There is nothing studied by science that couldn't be otherwise. Indeed, change one little variable in one of those helpful equations governing the big bang, and neither we nor the cosmos as we know it would be here.

Likewise, to paraphrase Stephen Gould, if one little inconvenient mudslide had occurred back in the days of the Burgess Shale bio-explosion, the wholly contingent evolutionary line leading to us might have been broken.

Indeed, we can all be traced to a common mother, Ms. Mitochondrial Eve, and according to Nicholas Wade, it is possible that we are related to as few as 5,000 people who were wandering around in North Africa 50,000 years ago. If they hadn't been extra-careful about wearing their sweaters in the cold or not running around with scissors, who knows?

The point is, from the perspective of science, the emergence of man is a freakishly unlikely accident. Remember, Darwin purloined and redefined the word "evolution" -- which had an entirely different meaning prior to that -- and applied this theretofore respectable term to the meaningless and contingent process he thought he had discerned in nature.

Even leaving that aside, it is naive in the extreme to suggest that man may penetrate to the objective realm on the plane of phenomena. How could this ever be?

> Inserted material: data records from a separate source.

//! Per-frame simulation tick
//!
//! Core game loop that advances the simulation by one rendered frame.

use glam::Vec2;

use super::ai;
use super::beam::{fire_lasers, update_lasers};
use super::collision::Overlap;
use super::combat::{self, PlayerCollider, PlayerHit};
use super::lifecycle::despawn_hostile;
use super::pickups;
use super::progression::{UpgradeChoice, select_upgrade};
use super::spawn;
use super::state::{GamePhase, GameState, Group, Lifecycle, TimedEffect};
use super::weapons;
use crate::outside_arena;

/// Bullets are recycled this far past the arena edge
const BULLET_CLEANUP_MARGIN: f32 = 10.0;
/// Hostiles and drops below the arena by this much are discarded
const DESPAWN_MARGIN_Y: f32 = 50.0;

/// Input commands and physics reports for a single tick
#[derive(Debug, Clone, Default)]
pub struct TickInput {
    /// Movement axes in [-1, 1] (screen space, +y is down)
    pub move_axis: Vec2,
    /// Fire held
    pub fire: bool,
    /// Special ability (nuke) just pressed
    pub special: bool,
    /// Pause toggle just pressed
    pub pause: bool,
    /// Answer to a pending upgrade offer
    pub upgrade_choice: Option<UpgradeChoice>,
    /// Debug: toggle god mode
    pub toggle_god_mode: bool,
    /// Debug: fire a laser pair now
    pub fire_lasers: bool,
    /// Overlaps reported by the physics collaborator for this frame
    pub overlaps: Vec<Overlap>,
}

/// Advance the game state by one frame of `dt` seconds
pub fn tick(state: &mut GameState, input: &TickInput, dt: f32) {
    state.clock.advance(dt);

    // Handle pause toggle
    if input.pause {
        match state.phase {
            GamePhase::Playing => {
                state.phase = GamePhase::Paused;
                state.clock.pause();
                log::debug!("Paused at {:.0}ms", state.now());
            }
            GamePhase::Paused => {
                state.phase = GamePhase::Playing;
                state.clock.resume();
            }
            GamePhase::LevelUp | GamePhase::GameOver => {}
        }
    }

    if state.phase == GamePhase::LevelUp {
        if let Some(choice) = input.upgrade_choice {
            if let Err(err) = select_upgrade(state, choice) {
                log::warn!("Upgrade choice rejected: {}", err);
            }
        }
    }

    if state.phase != GamePhase::Playing {
        return;
    }

    if input.toggle_god_mode {
        state.run.god_mode = !state.run.god_mode;
        log::info!("God mode {}", if state.run.god_mode { "on" } else { "off" });
    }
    if input.fire_lasers {
        fire_lasers(state);
    }

    dispatch_overlaps(state, &input.overlaps);
    run_due_timers(state);
    // a gem may have opened an upgrade offer
    if state.phase != GamePhase::Playing {
        finish_tick(state);
        return;
    }

    spawn::update_scaling(state);
    pickups::update_shield_regen(state);

    move_player(state, input.move_axis, dt);

    weapons::update_clones(state);
    weapons::update_main_gun(state, input.fire);
    if input.special {
        combat::activate_nuke(state);
    }
    pickups::update_laser_powerup(state);
    weapons::update_turrets(state);
    weapons::update_drones(state);
    combat::garlic_pulse(state);

    spawn::update_spawns(state);
    ai::update_elites(state);
    ai::update_bosses(state, dt);

    pickups::update_magnetism(state);
    update_lasers(state, dt);

    integrate(state, dt);
    ai::update_wave_bullets(state, dt);
    cleanup_offscreen(state);

    finish_tick(state);
}

fn finish_tick(state: &mut GameState) {
    state.purge_removed();
    state.normalize_order();

    if state.run.health <= 0.0 && state.phase != GamePhase::GameOver {
        combat::game_over(state);
    }
}

/// Resolve this frame's overlaps in report order
fn dispatch_overlaps(state: &mut GameState, overlaps: &[Overlap]) {
    for &overlap in overlaps {
        if state.phase != GamePhase::Playing {
            break;
        }
        match overlap {
            Overlap::BulletHostile { slot, target } => combat::bullet_hit(state, slot, target),
            Overlap::PlayerHostile(handle) => {
                if state.hostile(handle).is_some_and(|h| h.is_alive()) {
                    combat::player_collision(
                        state,
                        PlayerCollider::Hostile(handle),
                        PlayerHit::ram(handle.group),
                    );
                }
            }
            Overlap::PlayerEnemyBullet(slot) => {
                if let Some(damage) = state.enemy_bullets.get(slot).map(|b| b.damage) {
                    combat::player_collision(
                        state,
                        PlayerCollider::EnemyBullet(slot),
                        PlayerHit::bullet(damage),
                    );
                }
            }
            Overlap::PlayerGem(id) => pickups::collect_gem(state, id),
            Overlap::PlayerPickup(id) => pickups::collect_pickup(state, id),
        }
    }
}

/// Fire every scheduled effect whose time has come
fn run_due_timers(state: &mut GameState) {
    let now = state.now();
    for effect in state.timers.drain_due(now) {
        match effect {
            TimedEffect::ChainJump(chain) => combat::chain_lightning(state, chain),
            TimedEffect::PowerupExpired(kind) => pickups::expire_powerup(state, kind),
        }
    }
}

fn move_player(state: &mut GameState, axis: Vec2, dt: f32) {
    if !state.player.alive {
        return;
    }
    let (width, height) = (state.width(), state.height());
    let player = &mut state.player;
    let axis = axis.clamp(Vec2::NEG_ONE, Vec2::ONE);
    player.vel = axis * player.speed;
    player.pos = (player.pos + player.vel * dt).clamp(Vec2::ZERO, Vec2::new(width, height));
}

fn integrate(state: &mut GameState, dt: f32) {
    for hostile in state
        .enemies
        .iter_mut()
        .chain(state.asteroids.iter_mut())
        .chain(state.bosses.iter_mut())
        .filter(|h| h.is_alive())
    {
        hostile.pos += hostile.vel * dt;
    }
    for (_, bullet) in state.bullets.iter_active_mut() {
        bullet.pos += bullet.vel * dt;
    }
    for (_, bullet) in state.enemy_bullets.iter_active_mut() {
        bullet.pos += bullet.vel * dt;
    }
    for gem in state.gems.iter_mut() {
        gem.pos += gem.vel * dt;
    }
    for pickup in state.pickups.iter_mut() {
        pickup.pos += pickup.vel * dt;
    }
}

fn cleanup_offscreen(state: &mut GameState) {
    let (width, height) = (state.width(), state.height());

    let spent: Vec<usize> = state
        .bullets
        .iter_active()
        .filter(|(_, b)| {
            outside_arena(b.pos, width, height, BULLET_CLEANUP_MARGIN)
                || b.max_range
                    .is_some_and(|range| (b.pos.y - b.spawn_y).abs() > range)
        })
        .map(|(slot, _)| slot)
        .collect();
    for slot in spent {
        state.bullets.release(slot);
    }

    let spent: Vec<usize> = state
        .enemy_bullets
        .iter_active()
        .filter(|(_, b)| outside_arena(b.pos, width, height, BULLET_CLEANUP_MARGIN))
        .map(|(slot, _)| slot)
        .collect();
    for slot in spent {
        state.enemy_bullets.release(slot);
    }

    let floor = height + DESPAWN_MARGIN_Y;
    for group in [Group::Enemies, Group::Asteroids] {
        let fallen: Vec<_> = state
            .group(group)
            .iter()
            .filter(|h| h.is_alive() && h.pos.y > floor)
            .map(|h| h.handle())
            .collect();
        for handle in fallen {
            despawn_hostile(state, handle);
        }
    }

    for gem in state.gems.iter_mut().filter(|g| g.pos.y > floor) {
        gem.lifecycle = Lifecycle::Removed;
    }
    for pickup in state.pickups.iter_mut().filter(|p| p.pos.y > floor) {
        pickup.lifecycle = Lifecycle::Removed;
    }
}

#[cfg(test)]
mod tests {
    use super::*;
    use crate::consts::SIM_DT;
    use crate::settings::RunSettings;
    use crate::sim::catalog::GemKind;
    use crate::sim::collision::detect_overlaps;
    use crate::sim::events::Effect;
    use crate::sim::lifecycle::spawn_gem;
    use crate::sim::state::test_support::*;

    fn idle() -> TickInput {
        TickInput::default()
    }

    #[test]
    fn test_tick_pause() {
        let mut state = state();
        tick(&mut state, &idle(), SIM_DT);
        let before = state.now();

        let pause = TickInput {
            pause: true,
            ..Default::default()
        };
        tick(&mut state, &pause, SIM_DT);
        assert_eq!(state.phase, GamePhase::Paused);

        for _ in 0..60 {
            tick(&mut state, &idle(), SIM_DT);
        }
        assert!((state.now() - before - SIM_DT as f64 * 1000.0).abs() < 1e-6);

        tick(&mut state, &pause, SIM_DT);
        assert_eq!(state.phase, GamePhase::Playing);
        assert!(state.clock.pause_offset() > 900.0);
    }

    #[test]
    fn test_player_moves_and_stays_in_arena() {
        let mut state = state();
        let input = TickInput {
            move_axis: Vec2::new(1.0, 0.0),
            ..Default::default()
        };
        tick(&mut state, &input, 0.1);
        assert!((state.player.pos.x - 530.0).abs() < 1e-3);

        for _ in 0..100 {
            tick(&mut state, &input, 0.1);
        }
        assert_eq!(state.player.pos.x, state.width());
    }

    #[test]
    fn test_boss_spawns_on_next_tick_at_threshold() {
        let mut state = state();
        state.run.score = 999;
        tick(&mut state, &idle(), SIM_DT);
        assert_eq!(state.run.boss_count, 0);

        state.run.score = 1000;
        tick(&mut state, &idle(), SIM_DT);
        assert_eq!(state.run.boss_count, 1);
        assert_eq!(state.bosses.len(), 1);
        assert!(
            state
                .drain_effects()
                .iter()
                .any(|e| matches!(e, Effect::BossSpawned { .. }))
        );
    }

    #[test]
    fn test_gem_overlap_opens_offer_and_choice_resumes() {
        let mut state = state();
        let pos = state.player.pos;
        spawn_gem(&mut state, pos, GemKind::Large, Some(100));
        let gem = state.gems[0].id;

        let input = TickInput {
            overlaps: vec![Overlap::PlayerGem(gem)],
            ..Default::default()
        };
        tick(&mut state, &input, SIM_DT);
        assert_eq!(state.phase, GamePhase::LevelUp);
        assert_eq!(state.run.player_level, 2);
        assert!(state.pending_offer.is_some());
        assert!(state.gems.is_empty());

        // time is frozen while the cards are up
        let frozen = state.now();
        for _ in 0..30 {
            tick(&mut state, &idle(), SIM_DT);
        }
        assert_eq!(state.now(), frozen);

        let pick = TickInput {
            upgrade_choice: Some(UpgradeChoice::Pick(0)),
            ..Default::default()
        };
        tick(&mut state, &pick, SIM_DT);
        assert_eq!(state.phase, GamePhase::Playing);
        assert!(state.pending_offer.is_none());
        assert_eq!(state.upgrades.acquired().len(), 1);
    }

    #[test]
    fn test_bad_choice_keeps_offer() {
        let mut state = state();
        state.run.xp = 100;
        crate::sim::progression::check_level_up(&mut state);
        assert_eq!(state.phase, GamePhase::LevelUp);

        let pick = TickInput {
            upgrade_choice: Some(UpgradeChoice::Pick(7)),
            ..Default::default()
        };
        tick(&mut state, &pick, SIM_DT);
        assert_eq!(state.phase, GamePhase::LevelUp);
        assert!(state.pending_offer.is_some());
    }

    #[test]
    fn test_enemy_bullet_overlap_damages_after_shield() {
        let mut state = state();
        let pos = state.player.pos;
        ai::fire_hostile_bullet(&mut state, pos, Vec2::ZERO, 10.0, None);
        let input = TickInput {
            overlaps: vec![Overlap::PlayerEnemyBullet(0)],
            ..Default::default()
        };
        tick(&mut state, &input, SIM_DT);
        assert_eq!(state.run.shield_stacks, 0);
        assert_eq!(state.run.health, 100.0);
        assert_eq!(state.enemy_bullets.active_count(), 0);

        // past the shield grace window the next bullet lands
        for _ in 0..40 {
            tick(&mut state, &idle(), SIM_DT);
        }
        let pos = state.player.pos;
        ai::fire_hostile_bullet(&mut state, pos, Vec2::ZERO, 10.0, None);
        tick(&mut state, &input, SIM_DT);
        assert_eq!(state.run.health, 90.0);
    }

    #[test]
    fn test_fallen_enemies_are_despawned_without_score() {
        let mut state = state();
        let h = state.height();
        let enemy = add_enemy(&mut state, Vec2::new(100.0, h + 49.0), 1.0);
        state.hostile_mut(enemy).unwrap().vel = Vec2::new(0.0, 120.0);
        tick(&mut state, &idle(), 0.1);
        assert!(state.hostile(enemy).is_none());
        assert_eq!(state.run.score, 0);
    }

    #[test]
    fn test_shotgun_pellets_expire_at_max_range() {
        let mut state = GameState::new(RunSettings {
            weapon: crate::settings::WeaponKind::Shotgun,
            ..RunSettings::default()
        });
        let fire = TickInput {
            fire: true,
            ..Default::default()
        };
        tick(&mut state, &fire, SIM_DT);
        assert_eq!(state.bullets.active_count(), 4);
        // 600 px/s: 250 px of travel takes well under half a second
        for _ in 0..30 {
            tick(&mut state, &idle(), SIM_DT);
        }
        assert_eq!(state.bullets.active_count(), 0);
    }

    fn autopilot_run(seed: u64, ticks: u32) -> GameState {
        let mut state = GameState::new(RunSettings::default().with_seed(seed));
        for i in 0..ticks {
            let input = TickInput {
                move_axis: Vec2::new(((i / 90) % 2) as f32 * 2.0 - 1.0, 0.0),
                fire: true,
                upgrade_choice: Some(UpgradeChoice::Pick(0)),
                overlaps: detect_overlaps(&state),
                ..Default::default()
            };
            tick(&mut state, &input, SIM_DT);
            state.drain_effects();
        }
        state
    }

    #[test]
    fn test_determinism() {
        let a = autopilot_run(42, 1800);
        let b = autopilot_run(42, 1800);
        assert_eq!(a.run.score, b.run.score);
        assert_eq!(a.run.kills, b.run.kills);
        assert_eq!(a.run.xp, b.run.xp);
        assert_eq!(a.run.player_level, b.run.player_level);
        assert_eq!(a.enemies.len(), b.enemies.len());
        assert_eq!(a.player.pos, b.player.pos);
        assert_eq!(a.upgrades.acquired(), b.upgrades.acquired());
        assert!(a.run.kills > 0);
    }
}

As we have discussed in the past, man is always limited by what Schuon calls four "infirmities." To summarize, we are "creature, not Creator," which is to say, "manifestation and not Principle or Being." Or, just say we are contingent and not necessary or absolute.

Second, we are men, and all this implies, situated somewhere between absolute and relative, God and animal -- somewhat like a terrestrial angel or a celestial ape.

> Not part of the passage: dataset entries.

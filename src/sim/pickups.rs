//! Gems, power-ups and shield regeneration

use glam::Vec2;

use super::beam::fire_lasers;
use super::catalog::UpgradeKind;
use super::clock::Millis;
use super::events::{Effect, colors};
use super::progression::add_xp;
use super::state::{EntityId, GameState, Lifecycle, Magnetism, PowerupKind, TimedEffect};

pub const POWERUP_DURATION_MS: Millis = 10_000.0;
pub const HEALTH_PICKUP_AMOUNT: f32 = 25.0;
pub const BASE_MAGNET_RADIUS: f32 = 100.0;
const MAGNET_ACCELERATION: f32 = 1.001;
const MAGNET_MAX_SPEED: f32 = 600.0;

/// Shield regen interval by shield level (level 0 never regenerates)
const SHIELD_REGEN_MS: [Millis; 6] = [0.0, 10_000.0, 5_000.0, 4_000.0, 3_000.0, 2_000.0];

pub fn magnet_radius(magnet_level: u32) -> f32 {
    BASE_MAGNET_RADIUS * (1.0 + 0.25 * magnet_level as f32)
}

pub fn shield_regen_interval(shield_level: u32) -> Millis {
    SHIELD_REGEN_MS
        .get(shield_level as usize)
        .copied()
        .unwrap_or(SHIELD_REGEN_MS[SHIELD_REGEN_MS.len() - 1])
}

fn pull(magnet: &mut Magnetism, pos: Vec2, vel: &mut Vec2, target: Vec2, radius: f32) {
    let offset = target - pos;
    let dist = offset.length();
    if dist < radius {
        magnet.magnetized = true;
    }
    if magnet.magnetized && dist > 0.0 {
        magnet.speed = (magnet.speed * MAGNET_ACCELERATION).min(MAGNET_MAX_SPEED);
        *vel = offset / dist * magnet.speed;
    }
}

/// Gems and pickups inside the magnet radius home in on the player
pub fn update_magnetism(state: &mut GameState) {
    if !state.player.alive {
        return;
    }
    let target = state.player.pos;
    let radius = magnet_radius(state.upgrades.level(UpgradeKind::Magnet));

    for gem in state.gems.iter_mut().filter(|g| g.lifecycle.is_alive()) {
        pull(&mut gem.magnet, gem.pos, &mut gem.vel, target, radius);
    }
    for pickup in state.pickups.iter_mut().filter(|p| p.lifecycle.is_alive()) {
        pull(&mut pickup.magnet, pickup.pos, &mut pickup.vel, target, radius);
    }
}

pub fn collect_gem(state: &mut GameState, id: EntityId) {
    let Some(gem) = state
        .gems
        .iter_mut()
        .find(|g| g.id == id && g.lifecycle.is_alive())
    else {
        return;
    };
    gem.lifecycle = Lifecycle::Removed;
    let xp = gem.xp;
    add_xp(state, xp);
}

pub fn collect_pickup(state: &mut GameState, id: EntityId) {
    let Some(pickup) = state
        .pickups
        .iter_mut()
        .find(|p| p.id == id && p.lifecycle.is_alive())
    else {
        return;
    };
    pickup.lifecycle = Lifecycle::Removed;
    let kind = pickup.kind;
    let now = state.now();
    let until = now + POWERUP_DURATION_MS;
    log::debug!("Collected {:?}", kind);

    match kind {
        PowerupKind::Shield => {
            let cap = state.run.max_shield_stacks.max(1);
            state.run.shield_stacks = (state.run.shield_stacks + 1).min(cap);
        }
        PowerupKind::RapidFire => {
            state.run.powerups.rapid_fire_until = Some(until);
            state.emit(Effect::text("RAPID FIRE", colors::YELLOW));
        }
        PowerupKind::MultiShot => {
            state.run.powerups.multi_shot_until = Some(until);
            state.emit(Effect::text("MULTI SHOT", colors::GREEN));
        }
        PowerupKind::Lasers => {
            state.run.powerups.lasers_until = Some(until);
            state.emit(Effect::text("LASERS", colors::GREEN));
            fire_lasers(state);
            state.run.lasers_last_fire = now;
        }
        PowerupKind::Health => {
            state.run.heal(HEALTH_PICKUP_AMOUNT);
            state.emit(Effect::text(
                format!("+{} HP", HEALTH_PICKUP_AMOUNT),
                colors::GREEN,
            ));
        }
    }

    if matches!(
        kind,
        PowerupKind::RapidFire | PowerupKind::MultiShot | PowerupKind::Lasers
    ) {
        state.timers.schedule(until, TimedEffect::PowerupExpired(kind));
    }
}

/// Scheduled expiry; ignored if a later pickup pushed the deadline out
pub fn expire_powerup(state: &mut GameState, kind: PowerupKind) {
    let now = state.now();
    let powerups = &mut state.run.powerups;
    let slot = match kind {
        PowerupKind::RapidFire => &mut powerups.rapid_fire_until,
        PowerupKind::MultiShot => &mut powerups.multi_shot_until,
        PowerupKind::Lasers => &mut powerups.lasers_until,
        PowerupKind::Shield | PowerupKind::Health => return,
    };
    if slot.is_some_and(|until| until <= now) {
        *slot = None;
        log::debug!("{:?} expired", kind);
    }
}

/// Re-fire the lasers every two seconds while the power-up lasts
pub fn update_laser_powerup(state: &mut GameState) {
    const REFIRE_MS: Millis = 2000.0;
    if !state.run.powerups.lasers() {
        return;
    }
    let now = state.now();
    if now > state.run.lasers_last_fire + REFIRE_MS {
        fire_lasers(state);
        state.run.lasers_last_fire = now;
    }
}

/// Regain one shield stack per interval while below the cap
pub fn update_shield_regen(state: &mut GameState) {
    let level = state.upgrades.level(UpgradeKind::Shield);
    if level == 0 || state.run.shield_stacks >= state.run.max_shield_stacks {
        return;
    }
    let now = state.now();
    if now - state.run.last_shield_regen >= shield_regen_interval(level) {
        state.run.shield_stacks += 1;
        state.run.last_shield_regen = now;
    }
}

#[cfg(test)]
mod tests {
    use super::*;
    use crate::sim::lifecycle::{spawn_gem, spawn_pickup};
    use crate::sim::catalog::GemKind;
    use crate::sim::state::test_support::*;

    #[test]
    fn test_gem_feeds_xp_once() {
        let mut state = state();
        spawn_gem(&mut state, Vec2::new(10.0, 10.0), GemKind::MediumBlue, Some(30));
        let id = state.gems[0].id;
        collect_gem(&mut state, id);
        collect_gem(&mut state, id);
        assert_eq!(state.run.xp, 30);
    }

    #[test]
    fn test_powerup_expires_on_schedule() {
        let mut state = state();
        spawn_pickup(&mut state, Vec2::ZERO, PowerupKind::RapidFire);
        let id = state.pickups[0].id;
        collect_pickup(&mut state, id);
        assert!(state.run.powerups.rapid_fire());
        assert_eq!(state.timers.len(), 1);

        state.clock.advance(10.0);
        let now = state.now();
        for effect in state.timers.drain_due(now) {
            if let TimedEffect::PowerupExpired(kind) = effect {
                expire_powerup(&mut state, kind);
            }
        }
        assert!(!state.run.powerups.rapid_fire());
    }

    #[test]
    fn test_repeat_pickup_extends() {
        let mut state = state();
        spawn_pickup(&mut state, Vec2::ZERO, PowerupKind::MultiShot);
        spawn_pickup(&mut state, Vec2::ZERO, PowerupKind::MultiShot);
        let first = state.pickups[0].id;
        let second = state.pickups[1].id;

        collect_pickup(&mut state, first);
        state.clock.advance(5.0);
        collect_pickup(&mut state, second);

        state.clock.advance(5.0);
        expire_powerup(&mut state, PowerupKind::MultiShot);
        assert!(state.run.powerups.multi_shot());

        state.clock.advance(5.0);
        expire_powerup(&mut state, PowerupKind::MultiShot);
        assert!(!state.run.powerups.multi_shot());
    }

    #[test]
    fn test_lasers_fire_on_pickup() {
        let mut state = state();
        spawn_pickup(&mut state, Vec2::ZERO, PowerupKind::Lasers);
        let id = state.pickups[0].id;
        collect_pickup(&mut state, id);
        assert_eq!(state.lasers.len(), 2);

        state.clock.advance(1.0);
        update_laser_powerup(&mut state);
        assert_eq!(state.lasers.len(), 2);
        state.clock.advance(1.5);
        update_laser_powerup(&mut state);
        assert_eq!(state.lasers.len(), 4);
    }

    #[test]
    fn test_shield_and_health_pickups() {
        let mut state = state();
        state.run.shield_stacks = 0;
        state.run.health = 90.0;
        spawn_pickup(&mut state, Vec2::ZERO, PowerupKind::Shield);
        spawn_pickup(&mut state, Vec2::ZERO, PowerupKind::Shield);
        spawn_pickup(&mut state, Vec2::ZERO, PowerupKind::Health);
        let ids: Vec<EntityId> = state.pickups.iter().map(|p| p.id).collect();
        for id in ids {
            collect_pickup(&mut state, id);
        }
        assert_eq!(state.run.shield_stacks, 1);
        assert_eq!(state.run.health, 100.0);
    }

    #[test]
    fn test_magnet_pulls_and_accelerates() {
        let mut state = state();
        let player = state.player.pos;
        spawn_gem(&mut state, player + Vec2::new(50.0, 0.0), GemKind::Small, None);
        spawn_gem(&mut state, player + Vec2::new(300.0, 0.0), GemKind::Small, None);
        update_magnetism(&mut state);

        assert!(state.gems[0].magnet.magnetized);
        assert!(state.gems[0].vel.x < 0.0);
        assert!(state.gems[0].magnet.speed > 400.0);
        assert!(!state.gems[1].magnet.magnetized);
        assert_eq!(magnet_radius(2), 150.0);
    }

    #[test]
    fn test_shield_regen_interval() {
        let mut state = state();
        state.upgrades.increment(UpgradeKind::Shield);
        state.run.max_shield_stacks = 2;
        state.run.shield_stacks = 0;

        state.clock.advance(9.0);
        update_shield_regen(&mut state);
        assert_eq!(state.run.shield_stacks, 0);
        state.clock.advance(1.0);
        update_shield_regen(&mut state);
        assert_eq!(state.run.shield_stacks, 1);
        assert_eq!(shield_regen_interval(9), 2000.0);
    }
}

Third, we are all different, which is to say, individual, and there can be no science of the utterly unique and unrepeatable.

This is a critical point, because as far as science is concerned, our essential differences must be entirely contingent, just a result of nature tossing the genetic dice. Suffice it to say that this is not a sufficient reason to account for the miracle of individuality. Well, individual jerks, maybe. But not anyone you'd want to know.

Lastly, there are human differences that are indeed contingent and not essential or providential. These include negative things such as mind parasites that result from the exigencies of childhood, but also the accidental aspects of culture, language, and history. In order to exist at all, we must surely exist in a particular time and a particular place.

Elsewhere Schuon summarizes the accidents of existence as world, life, body, and soul; or more abstractly, "space, time, matter, desire."

The purpose of metaphysics is to get beneath these accidents, precisely, and hence to a realm of true objectivity and therefore perennial truth (even though, at the same time, we must insist that existence, life, and intelligence especially represent a continuous reminder, or breakthrough, of the miraculous).

Now, what do we mean by objectivity? It must be a stance uncontaminated by contingency, passion, or perspective, for starters. There is contingent science -- or the science of contingency -- and there is the "science of the Absolute," which is none other than metaphysics.

Thus, objectivity begins with the soph-evident existence of the Absolute, which is what confers value and meaning upon human existence, which is to say, intelligence (for humans are a kind of incarnation of the logos, which is what it means to be "in the image of the Absolute").

You might say that humans are "subjectivized intelligence," in that there is surely evidence of objective intelligence in the cosmos prior to our arrival, e.g., DNA or the laws of physics. One needn't say "intelligent design." Rather, just intelligence will do the trick, so long as we know what intelligence is.

As Schuon points out, "Our intelligence is made for the Absolute, or it is nothing." What he means by this is that man's own intelligence demands a sufficient reason, and this reason is the Absolute. Remove the Absolute, and nothing makes sense, or can make sense, except in a wholly contingent and therefore senseless manner. This is why we insist: God or Nothing, TransCosmic Plenitude or Infrahuman Nihilism.

This same human intelligence "testifies irrecusably to a purely spiritual First Cause, to a Unity infinitely central but containing all things, to an Essence at once immanent and transcendent." Around these parts we simply call this O, AKA Unity Central.

Another helpful wise crack by Schuon: "To claim that knowledge as such can only be relative amounts to saying that human ignorance is absolute."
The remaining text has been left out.